Na primeira etapa, os participantes interagiram através de dinâmicas de jogos que ocorreram em várias mesas de trabalho, cada uma acompanhada por um técnico do município. Utilizaram-se alguns jogos de tabuleiro modernos de storytelling e potenciadores de criatividade para identificar, de forma colaborativa, problemas e soluções que conduzam ao aumento da segurança na zona urbana em causa. Depois disto, os participantes foram convidados a votar em quais seriam os principais problemas, tendo-se seguido um processo de trabalho de grupo para preencher fichas de propostas preliminares para os principais problemas encontrados. Essas propostas foram novamente submetidas a votos. Foi realizada uma sessão para cada zona urbana, com uma duração de cerca de 3 horas e mais de duas dezenas de participantes em cada sessão. Das sessões apontaram-se como soluções o aumento da vigilância policial, a iluminação pública, a melhoria dos espaços e transportes públicos, programas de reabilitação urbana e programas sociais.
Na segunda etapa, já mais condicionada pelos efeitos da pandemia, foi necessário reduzir os grupos e trabalhar com um máximo de seis participantes por sessão. Foram feitas quatro sessões destas, duas para cada zona de estudo. Nesta segunda sessão, os participantes continuaram a identificar problemas e soluções, interagindo com a cartografia das várias zonas. Foram adaptados jogos de desenho de modo a gerar novas dinâmicas de comunicação e expressão entre os participantes. Foram feitas representações gráficas sobre mapas das zonas urbanas, gerando uma nova tangibilidade na recolha de informação. Foi também uma estratégia de fomento da empatia entre participantes. Recolheram-se nesta fase prioridades, que resultavam dos dois jogos de expressão gráfica. Seguiu-se um processo de votação que determinou as prioridades de cada grupo de trabalho. Tanto como na primeira etapa, foram distribuídos aos participantes autocolantes com múltiplos votos, o que gerou uma hierarquia de prioridades, pois os votos podiam ser atribuídos livremente. Este modo de votação graficamente impactante, transparente e interativo contribuiu para reforçar a empatia entre os participantes, tornando claro quais as preocupações de cada um. Apesar de existirem algumas prioridades opostas, não se sentiu qualquer conflito entre os participantes. A segunda fase foi precedida de exposição de informações técnicas adicionais aos participantes, para apoiar a tomada de decisões. Foram apresentados dados e expostos vídeos das zonas. O contexto de pandemia impediu que os locais fossem visitados presencialmente.
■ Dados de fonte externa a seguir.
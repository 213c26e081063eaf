// src/db/egg_repository.rs
// DOCUMENTATION: Database access layer for egg records
// PURPOSE: Daily record CRUD plus the window fetch behind the stats chart

use crate::errors::FarmError;
use crate::models::{CreateEggRequest, Egg};
use chrono::NaiveDate;
use sqlx::PgPool;
use uuid::Uuid;

const EGG_COLUMNS: &str = "id, user_id, batch_id, laid_on, collected, sold, spoiled, created_at";

/// EggRepository: All database operations for egg records
pub struct EggRepository;

impl EggRepository {
    /// Insert a day's egg numbers
    pub async fn create_egg(
        pool: &PgPool,
        user_id: Uuid,
        laid_on: NaiveDate,
        req: &CreateEggRequest,
    ) -> Result<Egg, FarmError> {
        let egg = sqlx::query_as::<_, Egg>(&format!(
            r#"
            INSERT INTO eggs (user_id, batch_id, laid_on, collected, sold, spoiled, created_at)
            VALUES ($1, $2, $3, $4, $5, $6, NOW())
            RETURNING {}
            "#,
            EGG_COLUMNS
        ))
        .bind(user_id)
        .bind(req.batch_id)
        .bind(laid_on)
        .bind(req.collected)
        .bind(req.sold)
        .bind(req.spoiled)
        .fetch_one(pool)
        .await
        .map_err(|e| {
            log::error!("Failed to create egg record: {}", e);
            FarmError::DatabaseError(e.to_string())
        })?;

        Ok(egg)
    }

    /// List egg records, optionally scoped to a batch, newest first
    pub async fn list(
        pool: &PgPool,
        user_id: Uuid,
        batch_id: Option<Uuid>,
    ) -> Result<Vec<Egg>, FarmError> {
        let eggs = sqlx::query_as::<_, Egg>(&format!(
            r#"
            SELECT {} FROM eggs
            WHERE user_id = $1 AND ($2::uuid IS NULL OR batch_id = $2)
            ORDER BY laid_on DESC, created_at DESC
            "#,
            EGG_COLUMNS
        ))
        .bind(user_id)
        .bind(batch_id)
        .fetch_all(pool)
        .await
        .map_err(|e| {
            log::error!("Failed to list egg records: {}", e);
            FarmError::DatabaseError(e.to_string())
        })?;

        Ok(eggs)
    }

    /// Fetch records on or after the cutoff for stats aggregation
    /// DOCUMENTATION: The service buckets these into the 6-month chart window
    pub async fn list_since(
        pool: &PgPool,
        user_id: Uuid,
        batch_id: Option<Uuid>,
        since: NaiveDate,
    ) -> Result<Vec<Egg>, FarmError> {
        let eggs = sqlx::query_as::<_, Egg>(&format!(
            r#"
            SELECT {} FROM eggs
            WHERE user_id = $1
              AND ($2::uuid IS NULL OR batch_id = $2)
              AND laid_on >= $3
            ORDER BY laid_on
            "#,
            EGG_COLUMNS
        ))
        .bind(user_id)
        .bind(batch_id)
        .bind(since)
        .fetch_all(pool)
        .await
        .map_err(|e| {
            log::error!("Failed to fetch egg stats window: {}", e);
            FarmError::DatabaseError(e.to_string())
        })?;

        Ok(eggs)
    }

    /// Delete an egg record
    pub async fn delete_egg(pool: &PgPool, user_id: Uuid, id: Uuid) -> Result<(), FarmError> {
        let rows = sqlx::query("DELETE FROM eggs WHERE id = $1 AND user_id = $2")
            .bind(id)
            .bind(user_id)
            .execute(pool)
            .await
            .map_err(|e| {
                log::error!("Delete failed for egg record {}: {}", id, e);
                FarmError::DatabaseError(e.to_string())
            })?
            .rows_affected();

        if rows == 0 {
            return Err(FarmError::NotFound(format!("Egg record {}", id)));
        }

        Ok(())
    }
}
A segunda fase foi complementada com sessões on-line em que o facilitador simulou alguns dos jogos de desenho através de ferramentas colaborativas online com o apoio de plataformas de vídeo streamming. Apesar das limitações, o processo online também gerou debate, identificação de problemas e algumas prioridades. Foi uma forma de compensar as restrições que impediram o nível de interação que se registou na primeira sessão.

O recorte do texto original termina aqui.